“My whole being waits for my Lord—more than the night watch waits for morning; yes, more than the night watch waits for the morning!”
Psalm 130:6 (Common English Bible)
I have always heard that life is the great teacher. Now that I am in my sixties, the truth of that axiom presses more clearly than ever before. But I have found increasingly that young children are also a great teacher. Recently I watched a young child, accidently separated from his mother, experience panic when he realized mom was no longer in sight. They were in a major department store and, apparently, one or the other turned a corner and the other did not. It is a familiar story. I kept my eye on the child while he sought his mother—my desire that he not encounter trouble until mother was again in sight. What I observed of the child taught me a powerful biblical principal—though the child was separated, for a time, from his mother, and though he was clearly experiencing distress from this separation, he continued his search, calling out to her. Here was a child who is dependent upon his mother, now separated from her, who never gave up hope that he would again be with her.
That is the same basic drive located here in this teaching from Psalm 130. The palmist, the protagonist of this narrative, feels separated from God. Present is fear, distress, and disillusionment from the separation. Almost everyone comes to this place, a place when God seems absent, and all hope appears gone. Early on, we try to throw ourselves into our work seeking to ignore the anxiety that grows upon us. But that only helps for a while. Eventually, the darkness of grief, heartache, and disappointment overwhelms. Darkness will not be ignored. We consider one option and then another, any option that might be available to ease the persistent turmoil that stirs deep in our soul. But options are hard to see in the dark, hard to see clearly any way. Eventually we come to realize that we cannot find our way out from the darkness. All that remains is that we wait. We wait for the night to scatter with the rising of the morning sun. That is hard work—waiting. It is realizing there is nothing more that we can do.
Occasionally everyone comes to a place in life when continuing forward seems futile and, overwhelmed by the darkness, considers quitting and surrendering to the night. Events and situations appear to be without hope. The road of despair seems to have no clear destination in sight. But notice what is the same between the lost child in a department store and the psalmist here—both appear to have a small, inextinguishable flame of hope. They both keep going. Giving up and giving in to the darkness is not an option. Perhaps they each experience what seems to be overwhelming forces, or circumstance, that demand surrender. Yet, each one continues to put on foot in front of the other. The psalmist waits for God as the night watch waits for the morning. The lost child turns one corner and then another, calling out to his mother. They both realize that if they keep going, keep hoping, what seems like the end will, eventually, be nothing more than a unpleasant stretch along the longer journey of life.
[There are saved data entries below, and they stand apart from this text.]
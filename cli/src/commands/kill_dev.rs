//! Kill-dev command - terminate everything on development ports.

use std::path::Path;

use anyhow::Result;

use super::{confirm, sweeper};

pub fn run(config: Option<&Path>, force: bool, yes: bool) -> Result<bool> {
    let sweeper = sweeper(config)?;
    let ports = sweeper.get_development_ports()?;

    if ports.is_empty() {
        println!("No development ports to kill");
        return Ok(true);
    }

    println!("Found {} development ports", ports.len());

    if !yes {
        for port in &ports {
            let note = if port.is_protected() {
                " (protected, will be skipped)"
            } else {
                ""
            };
            println!("  - {}: {}{}", port.port(), port.process_name(), note);
        }

        if !confirm("\nKill all these processes?")? {
            println!("Cancelled");
            return Ok(true);
        }
    }

    let killed = sweeper.terminate_all_development_ports(force)?;
    println!("\nKilled {} processes", killed);
    Ok(true)
}
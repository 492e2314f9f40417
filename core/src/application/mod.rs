//! Application layer - Use case services.
//!
//! This module contains application services that orchestrate
//! domain logic and adapter interactions.
//!
//! Services are designed to be thin orchestrators that:
//! - Accept domain types as inputs
//! - Use ports (traits) for external dependencies
//! - Return domain types as outputs

mod port_service;
mod termination;

pub use port_service::PortService;
pub use termination::TerminationService;
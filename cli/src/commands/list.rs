//! List command - show all listening ports.

use std::path::Path;

use anyhow::Result;

use super::{sweeper, truncate};

pub fn run(config: Option<&Path>, filter: Option<String>, json: bool) -> Result<bool> {
    let sweeper = sweeper(config)?;
    let mut ports = sweeper.list_listening_ports()?;

    if let Some(ref query) = filter {
        ports.retain(|p| p.matches_search(query));
    }

    if json {
        println!("{}", serde_json::to_string_pretty(&ports)?);
        return Ok(true);
    }

    if ports.is_empty() {
        println!("No listening ports found.");
        return Ok(true);
    }

    // Table header
    println!(
        "{:<8} {:<10} {:<8} {:<20} {:<40}",
        "PORT", "PROTOCOL", "PID", "PROCESS", "COMMAND"
    );
    println!("{}", "-".repeat(98));

    for port in &ports {
        let protected = if port.is_protected() { "[P]" } else { "   " };
        let dev = if sweeper.is_development_port(port.port()) {
            "[D]"
        } else {
            "   "
        };

        println!(
            "{:<8} {:<10} {:<8} {:<20} {:<40} {} {}",
            port.port(),
            port.protocol(),
            port.pid(),
            truncate(port.process_name(), 20),
            truncate(port.command_line(), 40),
            protected,
            dev
        );
    }

    println!("\nTotal: {} ports", ports.len());
    println!("[P] = Protected process");
    println!("[D] = Development port");
    Ok(true)
}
I never learned the thoughts of the child looking for his mother. There was no way of knowing how he was processing this unfortunate separation. I suppose that his continued seeking, his continued calling to his mother, is enough. But the psalmist does give us more. A final word of the psalm is an expression of absolute trust in the Lord, “Israel, wait for the Lord! Because faithful love is with the Lord; because great redemption is with our God!” (verse 7) The cry that began the psalmist prayer is transformed into hope, a confidence that the very nature of God is one that is trustworthy. Faithful love is love that keeps on loving, no matter what. When we are exhausted from the heavy weight of difficulty, crushed from the disappointment of life, and discouraged that we can see no destination, what this psalm teaches is that waiting is the most hopeful thing we can do. Waiting is hard work. But that is why the church has been given this psalm—to encourage us to remain on the job of waiting. For only God brings the morning. And in the light of morning, we find our way back home to God.